O curso nasce, então, de uma paixão e de uma necessidade. "O mundo está puxadíssimo", pontua Lopez. "E a conversa, o diálogo, pode ser curativo."

"Tá muito fácil pensar hoje em dia. É preciso que a gente elabore melhor o caminho do pensamento. As pessoas não estão fazendo mais isso, muito por causa da internet. Ninguém quer textão. Ninguém quer estudar, ler um livro."

As aulas, com duração de duas horas, são um bom atalho para quem deseja começar a se aprofundar no tema, sem pretensões acadêmicas, mas movido pelas mesmas inquietações do ator.

ARQUEOLOGIA DO SABER

De 17 A 31 de outubro, sempre às terças e quintas-feiras, Lopez faz uma introdução ao pensamento grego, um passeio pela civilização helênica, pela tradição oral. Ao mesmo tempo, convida os alunos para visitas a sítios arqueológicos.

Aqueles mesmos, lotados de turistas, mas que muitas vezes passam batido pelos ensinamentos incrustados em colunas e templos em ruínas.

"A Grécia tem um apelo turístico muito de verão, de férias; 'Vou pra Mikonos, tomar meu Aperol'", alfineta. "E, às vezes, a pessoa está lá de costas para histórias sensacionais.
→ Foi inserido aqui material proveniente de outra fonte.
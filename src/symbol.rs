use std::fmt::{Display, Formatter, Result as FmtResult};

/// A letter of the automaton's alphabet.
///
/// Walking a tree from the root alternates between the two cases: a `Label`
/// says which node we are standing on, an `Index` says which child we step
/// into next. A `Label` never equals an `Index`.
#[derive(Clone, Debug, PartialEq, Eq, Hash, PartialOrd, Ord)]
pub enum Symbol {
    Label(String),
    Index(usize),
}

impl Symbol {
    pub fn label(label: impl ToString) -> Self {
        Symbol::Label(label.to_string())
    }

    pub fn is_label(&self) -> bool {
        matches!(self, Symbol::Label(_))
    }
}

impl Display for Symbol {
    fn fmt(&self, f: &mut Formatter<'_>) -> FmtResult {
        match self {
            Symbol::Label(label) => write!(f, "{}", label),
            Symbol::Index(index) => write!(f, "{}", index),
        }
    }
}

/// One root-to-leaf (or root-to-wildcard) walk of a pattern tree.
///
/// A path always starts with a `Label` and alternates from there. It ends in
/// a `Label` when the walk reached a labelled leaf, or in an `Index` when it
/// reached a wildcard, which contributes nothing but the requirement that the
/// indexed child exists.
#[derive(Clone, Debug, PartialEq, Eq, Hash)]
pub struct Path {
    symbols: Vec<Symbol>,
    depth: usize,
}

impl Path {
    /// Paths are only ever produced by walking a labelled pattern root.
    pub(crate) fn new(symbols: Vec<Symbol>) -> Self {
        debug_assert!(matches!(symbols.first(), Some(Symbol::Label(_))));
        let depth = symbols.iter().filter(|symbol| symbol.is_label()).count();
        Path { symbols, depth }
    }

    pub fn symbols(&self) -> &[Symbol] {
        &self.symbols
    }

    /// The number of `Label` symbols, i.e. how many tree nodes the walk
    /// passes through. A match of this path is attributed to the subject
    /// node this many frames up the traversal stack.
    pub fn depth(&self) -> usize {
        self.depth
    }

    pub fn len(&self) -> usize {
        self.symbols.len()
    }

    pub fn ends_in_wildcard(&self) -> bool {
        matches!(self.symbols.last(), Some(Symbol::Index(_)))
    }
}

impl Display for Path {
    fn fmt(&self, f: &mut Formatter<'_>) -> FmtResult {
        for (i, symbol) in self.symbols.iter().enumerate() {
            if i > 0 {
                write!(f, " ")?;
            }
            write!(f, "{}", symbol)?;
        }
        Ok(())
    }
}
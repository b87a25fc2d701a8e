use clap::{Parser, ValueEnum};
use std::fs::File;
use std::io::{self, IsTerminal};
use std::path::PathBuf;
use std::process::ExitCode;
use std::sync::Mutex;
use tracing::*;
use tracing_subscriber::filter::LevelFilter;
use treematch::session::{Options, Session};

/// Reads a pattern line and a subject line at a time from stdin, and prints
/// the subject with every subtree the pattern matches marked.
#[derive(Parser, Debug, Clone)]
#[command(version, about, long_about = None)]
pub struct Config {
    /// When to mark matches with terminal colours instead of brackets
    #[arg(long, value_enum, default_value = "auto")]
    color: ColorChoice,

    /// Don't write "> " before each result
    #[arg(long)]
    no_prompt: bool,

    /// Read all of stdin first and match the requests on every core.
    /// Output order is unchanged.
    #[arg(short, long)]
    parallel: bool,

    /// Write each successful match as a Graphviz DOT file into this directory
    #[arg(long)]
    dot_dir: Option<PathBuf>,

    /// Most verbose level written to stderr
    #[arg(long, default_value = "warn")]
    log_level: LevelFilter,

    /// Also write every log event, at all levels, to this file
    #[arg(long)]
    log_file: Option<PathBuf>,
}

#[derive(Default, Debug, Copy, Clone, PartialEq, Eq, ValueEnum)]
enum ColorChoice {
    #[default]
    Auto,
    Always,
    Never,
}

impl ColorChoice {
    fn enabled(self) -> bool {
        match self {
            ColorChoice::Auto => io::stdout().is_terminal(),
            ColorChoice::Always => true,
            ColorChoice::Never => false,
        }
    }
}

fn init_logging(config: &Config) -> io::Result<()> {
    use tracing_subscriber::{fmt, prelude::*};

    // Console layer, quiet unless asked
    let console_layer = fmt::layer()
        .with_writer(io::stderr)
        .with_filter(config.log_level);

    // File layer capturing all logs
    let file_layer = match &config.log_file {
        Some(path) => Some(
            fmt::layer()
                .with_ansi(false)
                .with_writer(Mutex::new(File::create(path)?))
                .with_filter(LevelFilter::TRACE),
        ),
        None => None,
    };

    tracing_subscriber::registry()
        .with(console_layer)
        .with(file_layer)
        .init();
    Ok(())
}

fn run(config: Config) -> io::Result<()> {
    if let Some(dir) = &config.dot_dir {
        std::fs::create_dir_all(dir)?;
    }

    let options = Options {
        colour: config.color.enabled(),
        prompt: !config.no_prompt,
        dot_dir: config.dot_dir.clone(),
    };
    debug!("Starting session with {:?}", options);

    let stdin = io::stdin().lock();
    let stdout = io::stdout().lock();
    let mut session = Session::new(stdin, stdout, options);
    if config.parallel {
        session.run_parallel()?;
    } else {
        session.run()?;
    }
    Ok(())
}

fn main() -> ExitCode {
    let config = Config::parse();
    if let Err(e) = init_logging(&config) {
        eprintln!("error: could not open log file: {}", e);
        return ExitCode::FAILURE;
    }

    match run(config) {
        Ok(()) => ExitCode::SUCCESS,
        Err(e) => {
            error!("I/O failure: {}", e);
            eprintln!("error: {}", e);
            ExitCode::FAILURE
        }
    }
}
Quero trazer uma imagem da Grécia que fica muito retida na universidade."

E como guia, Lopez vai levando a audiência para paisagens famosas e outras desconhecidas. "São oráculos, santuários de cura", explica. Ele conduz os alunos, por exemplo, pelo santuário de Epidauro, dedicado ao deus Asclépio, ou percorrer a história do oráculo de Apolo, em Delfos.

A viagem acaba falando de iluminação. "É o homem tentando se divinizar. É lindo."
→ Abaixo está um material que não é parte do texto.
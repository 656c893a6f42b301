//! Logging for yank: `$XDG_STATE_HOME/yank/yank.log`, or stderr when that
//! file cannot be opened. `RUST_LOG` overrides the default filter.

use anyhow::Result;
use std::fs;
use std::io;
use tracing_subscriber::fmt::writer::BoxMakeWriter;
use tracing_subscriber::fmt::MakeWriter;
use tracing_subscriber::EnvFilter;

const DEFAULT_FILTER: &str = "info,yank=debug,yank_core=debug";

/// Per-event writer. Events go to stderr when the log file handle cannot be
/// cloned, so a sync run never loses its skip and failure lines.
enum FileOrStderr {
    File(fs::File),
    Stderr,
}

impl io::Write for FileOrStderr {
    fn write(&mut self, buf: &[u8]) -> io::Result<usize> {
        match self {
            FileOrStderr::File(f) => f.write(buf),
            FileOrStderr::Stderr => io::stderr().lock().write(buf),
        }
    }

    fn flush(&mut self) -> io::Result<()> {
        match self {
            FileOrStderr::File(f) => f.flush(),
            FileOrStderr::Stderr => io::stderr().lock().flush(),
        }
    }
}

struct FileMakeWriter(fs::File);

impl<'a> MakeWriter<'a> for FileMakeWriter {
    type Writer = FileOrStderr;

    fn make_writer(&'a self) -> Self::Writer {
        self.0
            .try_clone()
            .map(FileOrStderr::File)
            .unwrap_or(FileOrStderr::Stderr)
    }
}

fn env_filter() -> EnvFilter {
    EnvFilter::try_from_default_env().unwrap_or_else(|_| EnvFilter::new(DEFAULT_FILTER))
}

/// Sends yank's logs to `yank.log` in the XDG state directory, appending
/// across runs. Errors when the directory or file cannot be opened; `yank`
/// then calls [`init_logging_stderr`] and carries on.
pub fn init_logging() -> Result<()> {
    let xdg_dirs = xdg::BaseDirectories::with_prefix("yank")?;
    let log_file_path = xdg_dirs.place_state_file("yank.log")?;

    let file = fs::OpenOptions::new()
        .create(true)
        .append(true)
        .open(&log_file_path)?;

    let writer = BoxMakeWriter::new(FileMakeWriter(file));

    tracing_subscriber::fmt()
        .with_env_filter(env_filter())
        .with_writer(writer)
        .with_ansi(false)
        .init();

    tracing::info!("yank logging initialized at {}", log_file_path.display());

    Ok(())
}

/// Same filter as [`init_logging`], written to stderr.
pub fn init_logging_stderr() {
    tracing_subscriber::fmt()
        .with_env_filter(env_filter())
        .with_writer(io::stderr)
        .with_ansi(false)
        .init();
}
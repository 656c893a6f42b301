//! yt-dlp `--flat-playlist -J` output.

use serde::Deserialize;

use super::{Catalog, CatalogEntry};

#[derive(Debug, Deserialize)]
struct FlatPlaylist {
    #[serde(default)]
    title: Option<String>,
    #[serde(default)]
    channel: Option<String>,
    #[serde(default)]
    uploader: Option<String>,
    #[serde(default)]
    entries: Option<Vec<Option<FlatEntry>>>,
}

#[derive(Debug, Deserialize)]
struct FlatEntry {
    #[serde(default)]
    url: Option<String>,
    #[serde(default)]
    title: Option<String>,
}

const UNKNOWN: &str = "unknown";

/// Parses a flat playlist listing. Entries without a URL (removed or private
/// items yt-dlp still lists) are dropped with a warning; a missing title
/// becomes the empty string. The channel falls back to the uploader.
pub fn parse_flat_playlist(json: &[u8]) -> Result<Catalog, serde_json::Error> {
    let raw: FlatPlaylist = serde_json::from_slice(json)?;

    let entries = raw
        .entries
        .unwrap_or_default()
        .into_iter()
        .enumerate()
        .filter_map(|(pos, entry)| {
            let entry = entry?;
            match entry.url {
                Some(url) if !url.is_empty() => Some(CatalogEntry {
                    url,
                    title: entry.title.unwrap_or_default(),
                }),
                _ => {
                    tracing::warn!(
                        position = pos,
                        title = entry.title.as_deref().unwrap_or(""),
                        "playlist entry has no url, skipping"
                    );
                    None
                }
            }
        })
        .collect();

    Ok(Catalog {
        title: raw.title.unwrap_or_else(|| UNKNOWN.to_string()),
        channel: raw
            .channel
            .or(raw.uploader)
            .unwrap_or_else(|| UNKNOWN.to_string()),
        entries,
    })
}

#[cfg(test)]
mod tests {
    use super::*;

    #[test]
    fn parses_entries_in_order() {
        let json = br#"{
            "_type": "playlist",
            "title": "Conference 2024",
            "channel": "Some Org",
            "entries": [
                {"_type": "url", "url": "https://www.youtube.com/watch?v=a", "title": "Talk A", "duration": 61},
                {"_type": "url", "url": "https://www.youtube.com/watch?v=b", "title": "Talk B"}
            ]
        }"#;
        let catalog = parse_flat_playlist(json).unwrap();
        assert_eq!(catalog.title, "Conference 2024");
        assert_eq!(catalog.channel, "Some Org");
        assert_eq!(
            catalog.entries,
            vec![
                CatalogEntry::new("https://www.youtube.com/watch?v=a", "Talk A"),
                CatalogEntry::new("https://www.youtube.com/watch?v=b", "Talk B"),
            ]
        );
    }

    #[test]
    fn skips_entries_without_url() {
        let json = br#"{
            "title": "P",
            "channel": "C",
            "entries": [
                {"title": "[Private video]", "url": null},
                null,
                {"url": "", "title": "empty"},
                {"url": "https://x/1", "title": "Kept"}
            ]
        }"#;
        let catalog = parse_flat_playlist(json).unwrap();
        assert_eq!(catalog.entries, vec![CatalogEntry::new("https://x/1", "Kept")]);
    }

    #[test]
    fn missing_fields_fall_back() {
        let json = br#"{"uploader": "Uploader", "entries": [{"url": "https://x/1"}]}"#;
        let catalog = parse_flat_playlist(json).unwrap();
        assert_eq!(catalog.title, "unknown");
        assert_eq!(catalog.channel, "Uploader");
        assert_eq!(catalog.entries[0].title, "");
    }

    #[test]
    fn no_entries() {
        let catalog = parse_flat_playlist(br#"{"title": "Empty", "channel": "C"}"#).unwrap();
        assert!(catalog.entries.is_empty());
    }

    #[test]
    fn invalid_json_is_an_error() {
        assert!(parse_flat_playlist(b"ERROR: not json").is_err());
    }
}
É o tema certo na hora certa, intuía o professor/ator. "Falar sobre a iluminação pessoal, de como encaminhar o pensamento e chegar a uma cura diária." Neste caso, cura não está necessariamente relacionada à medicina, "mas ao encontro, à poesia, ao teatro, à loucura, ao transe, a aspectos interiores da vida".
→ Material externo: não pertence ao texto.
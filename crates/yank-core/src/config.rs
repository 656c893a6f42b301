use anyhow::{Context, Result};
use serde::{Deserialize, Serialize};
use std::fs;
use std::path::{Path, PathBuf};

/// How the fetch tool is invoked (optional `[tool]` section in config.toml).
#[derive(Debug, Clone, PartialEq, Eq, Serialize, Deserialize)]
#[serde(default)]
pub struct ToolConfig {
    /// Executable used for both the catalog listing and the downloads.
    pub program: String,
    /// Format selector passed with `-f`.
    pub format: String,
    /// Container for merged audio/video (`--merge-output-format`).
    pub merge_output_format: String,
    /// External downloader (`--downloader`); empty disables it.
    pub downloader: String,
    /// Arguments for the external downloader (`--downloader-args`).
    pub downloader_args: String,
    /// Output template relative to the target directory. Must keep the title
    /// as the base name so later scans recognize the file.
    pub output_template: String,
}

impl Default for ToolConfig {
    fn default() -> Self {
        Self {
            program: "yt-dlp".to_string(),
            format: "bv*[height<=1080]+ba/b".to_string(),
            merge_output_format: "mp4".to_string(),
            downloader: "aria2c".to_string(),
            downloader_args: "aria2c:-x 16 -s 16 -k 1M".to_string(),
            output_template: "%(title)s.%(ext)s".to_string(),
        }
    }
}

/// Global configuration loaded from `~/.config/yank/config.toml`.
#[derive(Debug, Clone, Serialize, Deserialize)]
pub struct YankConfig {
    /// Maximum number of entries processed at once.
    pub max_concurrent_fetches: usize,
    /// Send a desktop notification when a sync finishes.
    #[serde(default = "default_notify")]
    pub notify: bool,
    #[serde(default)]
    pub tool: ToolConfig,
}

fn default_notify() -> bool {
    true
}

impl Default for YankConfig {
    fn default() -> Self {
        Self {
            max_concurrent_fetches: 4,
            notify: true,
            tool: ToolConfig::default(),
        }
    }
}

pub fn config_path() -> Result<PathBuf> {
    let xdg_dirs = xdg::BaseDirectories::with_prefix("yank")?;
    Ok(xdg_dirs.place_config_file("config.toml")?)
}

/// Load configuration from disk, creating a default file if none exists.
pub fn load_or_init() -> Result<YankConfig> {
    let path = config_path()?;
    if !path.exists() {
        let default_cfg = YankConfig::default();
        let toml = toml::to_string_pretty(&default_cfg)?;
        if let Some(parent) = path.parent() {
            fs::create_dir_all(parent)?;
        }
        fs::write(&path, toml)?;
        tracing::info!("created default config at {}", path.display());
        return Ok(default_cfg);
    }
    load_from_path(&path)
}

/// Load configuration from an explicit file. The file must exist.
pub fn load_from_path(path: &Path) -> Result<YankConfig> {
    let data =
        fs::read_to_string(path).with_context(|| format!("read config {}", path.display()))?;
    let cfg: YankConfig =
        toml::from_str(&data).with_context(|| format!("parse config {}", path.display()))?;
    Ok(cfg)
}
É um chamado também para o questionamento de verdades absolutas e miniconsciências", tão em voga nas linhas do tempo do Facebook e outras redes sociais. "O que mais vemos hoje são julgamentos, preconceito, intolerância. São coisas horríveis o tempo inteiro: contra mulher, contra homossexual, contra negro, contra a arte. Pessoas se odiando."

Lopez propõe um mergulho na antiguidade grega como antídoto. "Você se refugia no saber e elabora melhor o conhecimento, busca a tolerância", afirma. "Não vou bater boca, me indispor."

Ideias que fizeram o ator querer ir mais longe e desenhar um novo curso para 2018, agora sobre o amor na Grécia Antiga, passeando por Eros, Afrodite, Adônis. Deuses que vão conduzir aulas sobre questões como erotismo, homossexualidade.
"A Grécia é uma possibilidade de se abrir para o conhecimento, de reverenciar sentimentos profundos."

Para Lopez, as tragédias, assim como a geografia e os templos gregos, dizem a mesma coisa: "Façam perguntas difíceis, olhem mais longe." E as respostas? "São o caminho", conclui.

O Cuidar de Si: Iluminação e Cura na Grécia Antiga - Auditório da Turma do Bem - Rua Sousa Ramos, 311, Vila Mariana, São Paulo, SP. De 17 a 31 de outubro, sempre às terças e às quintas. Das 20h às 22h. R$ 480. Informações na página do curso.